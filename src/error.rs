//! Error taxonomy for provisioning operations

use crate::bootstrap::BootstrapStep;
use std::time::Duration;
use thiserror::Error;

/// Errors surfaced by site and service operations
#[derive(Debug, Error)]
pub enum Error {
    /// Site name is empty after stripping disallowed characters
    #[error("invalid site name '{0}': nothing left after removing characters outside [A-Za-z0-9-]")]
    InvalidName(String),

    /// A container with the derived name already exists (running or stopped)
    #[error("site '{0}' already exists")]
    AlreadyExists(String),

    /// The named site or service does not exist
    #[error("'{0}' not found")]
    NotFound(String),

    /// The container engine rejected an operation
    #[error("container engine error: {0}")]
    Engine(#[from] bollard::errors::Error),

    /// The registry reported an error while an image was being pulled
    #[error("failed to pull image '{image}': {detail}")]
    Pull { image: String, detail: String },

    /// A command executed inside a container exited non-zero
    #[error("command in container '{container}' exited with {exit_code:?}")]
    CommandFailed {
        container: String,
        exit_code: Option<i64>,
        output: String,
    },

    /// An in-container bootstrap step failed; the pipeline stops here
    #[error("bootstrap step '{step}' failed with exit code {exit_code:?}")]
    BootstrapFailed {
        step: BootstrapStep,
        exit_code: Option<i64>,
        output: String,
    },

    /// A bounded wait expired before the target became ready
    #[error("timed out after {timeout:?} waiting for {target}")]
    Timeout { target: String, timeout: Duration },
}

impl Error {
    /// Stable taxonomy kind, suitable for structured API error payloads
    pub fn kind(&self) -> &'static str {
        match self {
            Error::InvalidName(_) => "INVALID_NAME",
            Error::AlreadyExists(_) => "ALREADY_EXISTS",
            Error::NotFound(_) => "NOT_FOUND",
            Error::Engine(_) | Error::Pull { .. } => "ENGINE_ERROR",
            Error::CommandFailed { .. } => "COMMAND_FAILED",
            Error::BootstrapFailed { .. } => "BOOTSTRAP_FAILED",
            Error::Timeout { .. } => "TIMEOUT",
        }
    }
}

pub type Result<T> = std::result::Result<T, Error>;

/// True when a bollard error is a plain 404 from the engine
pub(crate) fn is_engine_not_found(err: &bollard::errors::Error) -> bool {
    matches!(
        err,
        bollard::errors::Error::DockerResponseServerError {
            status_code: 404,
            ..
        }
    )
}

-- -- --

PROBLEM REQUIREMENTS:
Could you output every entry above exactly as it stands?

EXPECTED OUTPUT:
filename src/error.rs
//! Error taxonomy for provisioning operations

use crate::bootstrap::BootstrapStep;
use std::time::Duration;
use thiserror::Error;

/// Errors surfaced by site and service operations
#[derive(Debug, Error)]
pub enum Error {
    /// Site name is empty after stripping disallowed characters
    #[error("invalid site name '{0}': nothing left after removing characters outside [A-Za-z0-9-]")]
    InvalidName(String),

    /// A container with the derived name already exists (running or stopped)
    #[error("site '{0}' already exists")]
    AlreadyExists(String),

    /// The named site or service does not exist
    #[error("'{0}' not found")]
    NotFound(String),

    /// The container engine rejected an operation
    #[error("container engine error: {0}")]
    Engine(#[from] bollard::errors::Error),

    /// The registry reported an error while an image was being pulled
    #[error("failed to pull image '{image}': {detail}")]
    Pull { image: String, detail: String },

    /// A command executed inside a container exited non-zero
    #[error("command in container '{container}' exited with {exit_code:?}")]
    CommandFailed {
        container: String,
        exit_code: Option<i64>,
        output: String,
    },

    /// An in-container bootstrap step failed; the pipeline stops here
    #[error("bootstrap step '{step}' failed with exit code {exit_code:?}")]
    BootstrapFailed {
        step: BootstrapStep,
        exit_code: Option<i64>,
        output: String,
    },

    /// A bounded wait expired before the target became ready
    #[error("timed out after {timeout:?} waiting for {target}")]
    Timeout { target: String, timeout: Duration },
}

impl Error {
    /// Stable taxonomy kind, suitable for structured API error payloads
    pub fn kind(&self) -> &'static str {
        match self {
            Error::InvalidName(_) => "INVALID_NAME",
            Error::AlreadyExists(_) => "ALREADY_EXISTS",
            Error::NotFound(_) => "NOT_FOUND",
            Error::Engine(_) | Error::Pull { .. } => "ENGINE_ERROR",
            Error::CommandFailed { .. } => "COMMAND_FAILED",
            Error::BootstrapFailed { .. } => "BOOTSTRAP_FAILED",
            Error::Timeout { .. } => "TIMEOUT",
        }
    }
}

pub type Result<T> = std::result::Result<T, Error>;

/// True when a bollard error is a plain 404 from the engine
pub(crate) fn is_engine_not_found(err: &bollard::errors::Error) -> bool {
    matches!(
        err,
        bollard::errors::Error::DockerResponseServerError {
            status_code: 404,
            ..
        }
    )
}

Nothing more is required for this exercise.